Не каждый умеет петь

     Нине Петровне Шенкевец и всем красавицам моего истфила


     Преподавательницы кафедр русского языка и литературы моего историко-филологического факультета все, как на подбор, были красавицами. Вчерашний школяр, с длинными, выгоревшими в белый лён, не знавшими расчёски волосами, я был стеснительным. Молодые преподавательницы были взрослыми и оттого казались ещё красивее. Я видел, как они с сожалением смотрели на меня. Сожаление выражалось в разговорах, что «этот мальчик» неправильно выбрал специальность, что «этому Саше» надо было поступать не на историческое, а на филологическое отделение. Умные красавицы были правы, но учёба на историческом считалась престижнее, поступление туда потребовало самых высоких баллов.
     Свою природную застенчивость я компенсировал тем, что со сцены институтского актового зала декламировал стихи. Читал Пушкина, Маяковского, Есенина.

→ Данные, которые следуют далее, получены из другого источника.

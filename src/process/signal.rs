use super::ProcessError;

use libc::{signal, sighandler_t, SIGINT};

pub extern "C" fn handle_sigint(_: i32) {
    // The foreground child owns the interrupt.
}

pub fn setup_signal_handlers() -> Result<(), ProcessError> {
    unsafe {
        signal(SIGINT, handle_sigint as sighandler_t);
    }
    Ok(())
}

     Вы пробовали читать стихи в чёрный зал, когда глаза забивают яркие софиты и прожекторы? Первые секунды на сцене очень тревожны, колотится сердце, сжимается диафрагма, голос чуть садится и кажется чужим. Публика не сразу настраивается на приём твоей волны: слышны шорохи, кашель, стук откидных стульев и даже смешки. Но это только в первую минуту. На следующей зал вдруг затихает, слышишь, как твой голос уверенно заполняет замкнутое далёкими стенами пространство. Ощущение свободного полёта, словно, выпав в бездну, расправляешь руки и паришь, подхваченный потоком ритмичных строф. И уже не боишься делать паузы, слышишь вакуум тишины, потрескивание раскалённых ламп, вновь продолжаешь говорить стихи, понимая музыку, символы и глубину произносимых слов. Заканчиваешь читать, неуклюже киваешь головой, в тишине идёшь к тяжёлым плюшевым шторам, к выходу со сцены в пустой институтский коридор. И только здесь тебя догоняют аплодисменты. Хлопают громко и долго, как будто приглашают снова выйти на сцену. Никогда не выходил. Ведь не я те стихи написал. Просто помог их услышать.

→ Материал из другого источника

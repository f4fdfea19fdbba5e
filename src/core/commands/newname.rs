use super::{Command, CommandError, Signal};
use crate::core::state::ShellState;

/// `newname <alias> [target]`: with a target, appends an alias for it; with
/// only the alias, removes the first matching table entry.
#[derive(Clone)]
pub struct NewNameCommand;

impl Default for NewNameCommand {
    fn default() -> Self {
        Self::new()
    }
}

impl NewNameCommand {
    pub fn new() -> Self {
        Self
    }
}

impl Command for NewNameCommand {
    fn execute(&self, state: &mut ShellState, args: &[String]) -> Result<Signal, CommandError> {
        let alias = match args.first() {
            Some(alias) => alias,
            None => return Err(CommandError::Usage("newname".to_string())),
        };

        match args.get(1) {
            Some(target) => state.aliases.add(alias, target),
            None => state.aliases.remove(alias),
        }
        Ok(Signal::Continue)
    }
}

     Однажды, почти через четверть века после окончания института, зашёл в гости к своему другу и учителю Юрию Петровичу Залысину-тоже выпускнику нашего истфила.
     - Лёгок на помине, - засмеялся учитель, - с Анатолием Васильевичем Лосевым тебя только что вспоминали.
     - Юрий Петрович, я не учился у Лосева, не может он меня помнить.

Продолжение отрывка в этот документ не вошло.